Using the data below, return the stretch from the line that contains "insert_category(conn, category)?;" through the line that contains "use serde::Deserialize;", both included, exactly as it stands and nothing beyond it.

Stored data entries

# # # #

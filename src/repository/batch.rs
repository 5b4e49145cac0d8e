use diesel::Connection;

use crate::repository::category::{insert_category, save_category};
use crate::repository::cookie::{insert_cookie, save_cookie};
use crate::repository::{
    CategoryWrite, CookieWrite, DieselRepository, RepositoryResult, TaxonomyBatchWriter,
};

impl TaxonomyBatchWriter for DieselRepository {
    fn write_categories(&self, writes: &[CategoryWrite]) -> RepositoryResult<usize> {
        let mut conn = self.conn()?;

        conn.transaction(|conn| {
            for write in writes {
                match write {
                    CategoryWrite::Create(category) => {
                        insert_category(conn, category)?;
                    }
                    CategoryWrite::Update(category) => {
                        save_category(conn, category)?;
                    }
                }
            }
            Ok(writes.len())
        })
    }

    fn write_cookies(&self, writes: &[CookieWrite]) -> RepositoryResult<usize> {
        let mut conn = self.conn()?;

        conn.transaction(|conn| {
            for write in writes {
                match write {
                    CookieWrite::Create(cookie) => {
                        insert_cookie(conn, cookie)?;
                    }
                    CookieWrite::Update(cookie) => {
                        save_cookie(conn, cookie)?;
                    }
                }
            }
            Ok(writes.len())
        })
    }
}
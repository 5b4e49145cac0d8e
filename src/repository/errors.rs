use diesel::result::{DatabaseErrorKind, Error as DieselError};
use thiserror::Error;

/// Errors surfaced by repository implementations.
#[derive(Debug, Error)]
pub enum RepositoryError {
    /// The addressed row does not exist.
    #[error("entity not found")]
    NotFound,
    /// A unique constraint rejected the write.
    #[error("conflict: {0}")]
    Conflict(String),
    /// A stored value violates a domain constraint.
    #[error("validation error: {0}")]
    ValidationError(String),
    #[error("connection error: {0}")]
    ConnectionError(String),
    #[error("database error: {0}")]
    DatabaseError(DieselError),
}

/// Convenient alias for repository results.
pub type RepositoryResult<T> = Result<T, RepositoryError>;

impl From<DieselError> for RepositoryError {
    fn from(err: DieselError) -> Self {
        match err {
            DieselError::NotFound => Self::NotFound,
            DieselError::DatabaseError(DatabaseErrorKind::UniqueViolation, info) => {
                Self::Conflict(info.message().to_string())
            }
            other => Self::DatabaseError(other),
        }
    }
}

impl From<diesel::r2d2::PoolError> for RepositoryError {
    fn from(err: diesel::r2d2::PoolError) -> Self {
        Self::ConnectionError(err.to_string())
    }
}
use actix_web::HttpResponse;
use serde::Deserialize;
use serde_json::json;

use crate::domain::types::Locale;
use crate::models::config::ServerConfig;
use crate::services::ServiceError;

pub mod categories;
pub mod consent;
pub mod cookies;
pub mod import_export;

/// `?locale=` query parameter shared by all localized endpoints.
#[derive(Debug, Default, Deserialize)]
pub struct LocaleQuery {
    pub locale: Option<String>,
}

impl LocaleQuery {
    /// The requested locale, falling back to the configured default.
    pub fn resolve(&self, config: &ServerConfig) -> Result<Locale, HttpResponse> {
        let raw = self.locale.as_deref().unwrap_or(&config.default_locale);
        Locale::new(raw).map_err(|e| error_body(HttpResponse::UnprocessableEntity(), e))
    }
}

pub fn error_body(
    mut builder: actix_web::HttpResponseBuilder,
    message: impl ToString,
) -> HttpResponse {
    builder.json(json!({ "error": message.to_string() }))
}

/// Translate a service failure into the matching HTTP status.
pub fn service_error_response(err: ServiceError) -> HttpResponse {
    match err {
        ServiceError::NotFound => error_body(HttpResponse::NotFound(), err),
        ServiceError::Conflict(_) => error_body(HttpResponse::Conflict(), err),
        ServiceError::Validation(_) | ServiceError::Form(_) => {
            error_body(HttpResponse::UnprocessableEntity(), err)
        }
        ServiceError::Internal => HttpResponse::InternalServerError().finish(),
    }
}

# # # #

# Your solution
                        insert_category(conn, category)?;
                    }
                    CategoryWrite::Update(category) => {
                        save_category(conn, category)?;
                    }
                }
            }
            Ok(writes.len())
        })
    }

    fn write_cookies(&self, writes: &[CookieWrite]) -> RepositoryResult<usize> {
        let mut conn = self.conn()?;

        conn.transaction(|conn| {
            for write in writes {
                match write {
                    CookieWrite::Create(cookie) => {
                        insert_cookie(conn, cookie)?;
                    }
                    CookieWrite::Update(cookie) => {
                        save_cookie(conn, cookie)?;
                    }
                }
            }
            Ok(writes.len())
        })
    }
}
repository 5b4e49145cac0d8e
filename src/repository/errors.rs
use diesel::result::{DatabaseErrorKind, Error as DieselError};
use thiserror::Error;

/// Errors surfaced by repository implementations.
#[derive(Debug, Error)]
pub enum RepositoryError {
    /// The addressed row does not exist.
    #[error("entity not found")]
    NotFound,
    /// A unique constraint rejected the write.
    #[error("conflict: {0}")]
    Conflict(String),
    /// A stored value violates a domain constraint.
    #[error("validation error: {0}")]
    ValidationError(String),
    #[error("connection error: {0}")]
    ConnectionError(String),
    #[error("database error: {0}")]
    DatabaseError(DieselError),
}

/// Convenient alias for repository results.
pub type RepositoryResult<T> = Result<T, RepositoryError>;

impl From<DieselError> for RepositoryError {
    fn from(err: DieselError) -> Self {
        match err {
            DieselError::NotFound => Self::NotFound,
            DieselError::DatabaseError(DatabaseErrorKind::UniqueViolation, info) => {
                Self::Conflict(info.message().to_string())
            }
            other => Self::DatabaseError(other),
        }
    }
}

impl From<diesel::r2d2::PoolError> for RepositoryError {
    fn from(err: diesel::r2d2::PoolError) -> Self {
        Self::ConnectionError(err.to_string())
    }
}
use actix_web::HttpResponse;
use serde::Deserialize;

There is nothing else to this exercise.